Wood Farm is a farmhouse on the British royal family's Sandringham estate in Norfolk, England. Historically occupied by members of the Royal Family and their guests, the house was a long favourite of Elizabeth II. From his retirement in 2017 until his death in 2021, the house was home to Prince Philip, Duke of Edinburgh.

==Design and location==
Wood Farm is a five-bedroom cottage located in a secluded part of the Sandringham Estate, overlooking the sea. It has been described as a "comfortable open beamed cottage two miles from the ‘big house’". The house is half a mile from the Wolferton railway station and is located near the stables and pheasant shooting grounds. Prince Philip, Duke of Edinburgh, reportedly decorated the walls with his own art and redesigned the kitchen and bedrooms.

==History and occupants==
In 1904, the farmhouse was associated with the nearby Marsh Farm. King George V and Queen Mary sent their youngest son, Prince John, who suffered from epileptic seizures, to reside at Wood Farm in 1917. He tended to a garden alongside a flock of chickens, occasionally receiving Queen Alexandra as a visitor before his death in 1919. The cottage was subsequently rented out for a number of years, including to James Ansell, the royal family's physician, before his retirement in the 1960s.

Elizabeth II and her family began using Wood Farm in 1967. Prince Philip chose the cottage for the family or guests to stay in without the huge staff or costs presented by the main house. Staff have been reported to not wear uniforms at the cottage. The Queen was also described to have cooked and done the dishes while in residence. Charles III, when Prince of Wales, began to host shooting parties at Wood Farm during his college years, and continued to use it as a country retreat in adulthood.

The cottage is also a guest house for visitors who want "complete privacy". Diana, Princess of Wales, stayed at the farm with the Queen during a shooting party before her engagement. Catherine Middleton stayed at the cottage during a visit to Sandringham early in her relationship with Prince William. The couple continued to host shooting parties at Wood Farm after their marriage.

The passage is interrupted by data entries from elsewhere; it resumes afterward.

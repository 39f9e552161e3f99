//! Identity definitions and utilities.

use crate::error::Error;
use ibe::kem::IBKEM;
use ibe::Derive;
use serde::{Deserialize, Serialize};
use tiny_keccak::{Hasher, Sha3};

const IDENTITY_UNSET: u64 = u64::MAX;

/// An IRMA attribute, the subject of both encryption and verification.
///
/// The serialized form doubles as the key under which session tokens are cached, see
/// [`Attribute::canonical_key`].
#[derive(Serialize, Deserialize, Debug, Ord, PartialOrd, PartialEq, Eq, Clone, Default)]
pub struct Attribute {
    /// Attribute type, e.g., `pbdf.sidn-pbdf.email.email`.
    #[serde(rename = "type")]
    pub atype: String,

    /// Attribute value.
    #[serde(skip_serializing_if = "Option::is_none", default)]
    pub value: Option<String>,
}

impl Attribute {
    /// Construct a new attribute request.
    pub fn new(atype: &str, value: Option<&str>) -> Self {
        let atype = atype.to_string();
        let value = value.map(|s| s.to_string());

        Attribute { atype, value }
    }

    /// The canonical serialization of this attribute.
    ///
    /// Fields are always written in the order `type`, `value`, so attributes parsed from
    /// differently ordered JSON objects still map to the same key.
    pub fn canonical_key(&self) -> String {
        // Serializing two strings into JSON cannot fail.
        let mut out = String::from("{\"type\":");
        out.push_str(&serde_json::Value::from(self.atype.as_str()).to_string());
        if let Some(v) = &self.value {
            out.push_str(",\"value\":");
            out.push_str(&serde_json::Value::from(v.as_str()).to_string());
        }
        out.push('}');
        out
    }
}

/// The identity a message is encrypted for.
///
/// Embedded in the header of every ciphertext, so that a recipient knows which attribute to
/// prove and which timestamp to request a key for.
#[derive(Serialize, Deserialize, Debug, PartialEq, Eq, Clone, Default)]
pub struct Identity {
    /// The attribute the recipient has to prove.
    pub attribute: Attribute,

    /// Timestamp (UNIX time) of encryption.
    pub timestamp: u64,
}

impl Identity {
    /// Create an identity for `attribute` at the current time.
    pub fn now(attribute: Attribute) -> Result<Self, Error> {
        Ok(Identity {
            attribute,
            timestamp: crate::util::now_secs()?,
        })
    }

    /// Derives a 64-byte identity from an [`Identity`].
    pub fn derive(&self) -> [u8; 64] {
        // Domain separation:
        // = H(0 || f || f' || timestamp),
        // where f  = H(1 || a.typ.len() || a.typ),
        // and   f' = H(2 || a.val.len() || a.val).
        //
        // Since lengths encoded as usize are not platform-agnostic, we convert all
        // usize to u64.
        let mut tmp = [0u8; 64];
        let mut pre_h = Sha3::v512();

        // 0 indicates the IRMA authentication method.
        pre_h.update(&[0x00]);

        let mut f = Sha3::v512();
        f.update(&1u64.to_be_bytes());
        let at_bytes = self.attribute.atype.as_bytes();
        f.update(&(at_bytes.len() as u64).to_be_bytes());
        f.update(at_bytes);
        f.finalize(&mut tmp);
        pre_h.update(&tmp);

        let mut f = Sha3::v512();
        f.update(&2u64.to_be_bytes());
        match &self.attribute.value {
            None => f.update(&IDENTITY_UNSET.to_be_bytes()),
            Some(val) => {
                let val_bytes = val.as_bytes();
                f.update(&(val_bytes.len() as u64).to_be_bytes());
                f.update(val_bytes);
            }
        }
        f.finalize(&mut tmp);
        pre_h.update(&tmp);

        pre_h.update(&self.timestamp.to_be_bytes());
        let mut res = [0u8; 64];
        pre_h.finalize(&mut res);

        res
    }

    /// Derive a KEM identity from an [`Identity`].
    pub fn derive_kem<K: IBKEM>(&self) -> Result<<K as IBKEM>::Id, Error> {
        Ok(<K as IBKEM>::Id::derive(&self.derive()))
    }
}

#[cfg(test)]
mod tests {
    use super::*;
    use ibe::kem::cgw_kv::CGWKV;

    #[test]
    fn test_canonical_key() {
        let attr = Attribute::new("pbdf.sidn-pbdf.email.email", Some("alice@example.com"));
        assert_eq!(
            attr.canonical_key(),
            r#"{"type":"pbdf.sidn-pbdf.email.email","value":"alice@example.com"}"#
        );

        let no_value = Attribute::new("pbdf.sidn-pbdf.email.email", None);
        assert_eq!(
            no_value.canonical_key(),
            r#"{"type":"pbdf.sidn-pbdf.email.email"}"#
        );
    }

    #[test]
    fn test_canonical_key_ordering() {
        let a: Attribute =
            serde_json::from_str(r#"{"type":"pbdf.gemeente.personalData.bsn","value":"123"}"#)
                .unwrap();
        let b: Attribute =
            serde_json::from_str(r#"{"value":"123","type":"pbdf.gemeente.personalData.bsn"}"#)
                .unwrap();

        assert_eq!(a, b);
        assert_eq!(a.canonical_key(), b.canonical_key());
        assert_eq!(a.canonical_key(), serde_json::to_string(&a).unwrap());
    }

    #[test]
    fn test_canonical_key_escaping() {
        let attr = Attribute::new("x", Some("\"quoted\",\"value\":\"y"));
        let parsed: Attribute = serde_json::from_str(&attr.canonical_key()).unwrap();
        assert_eq!(parsed, attr);
        assert_ne!(
            attr.canonical_key(),
            Attribute::new("x", Some("quoted")).canonical_key()
        );
    }

    #[test]
    fn test_derive() {
        let id = Identity {
            attribute: Attribute::new("pbdf.sidn-pbdf.email.email", Some("bob@example.com")),
            timestamp: 1566722350,
        };

        assert!(id.derive_kem::<CGWKV>().is_ok());
        assert_eq!(id.derive(), id.clone().derive());

        // The timestamp should matter, and therefore map to a different IBE identity.
        let mut later = id.clone();
        later.timestamp += 1;
        assert_ne!(id.derive(), later.derive());

        // An absent value differs from an empty one.
        let mut unset = id.clone();
        unset.attribute.value = None;
        let mut empty = id;
        empty.attribute.value = Some(String::new());
        assert_ne!(unset.derive(), empty.derive());
    }
}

After his retirement, Prince Philip, Duke of Edinburgh, lived at Wood Farm. He was often visited by Queen Elizabeth II, and reportedly ran a truffle farm on the grounds of the cottage.

Andrew Mountbatten-Windsor, following his departure from Royal Lodge, moved to Wood Farm in February 2026, staying there temporarily until the refurbishment of Marsh Farm, also on the Sandringham Estate, was completed. In the same month, Andrew was arrested at Wood Farm on suspicion of misconduct in public office following the release of the Epstein files.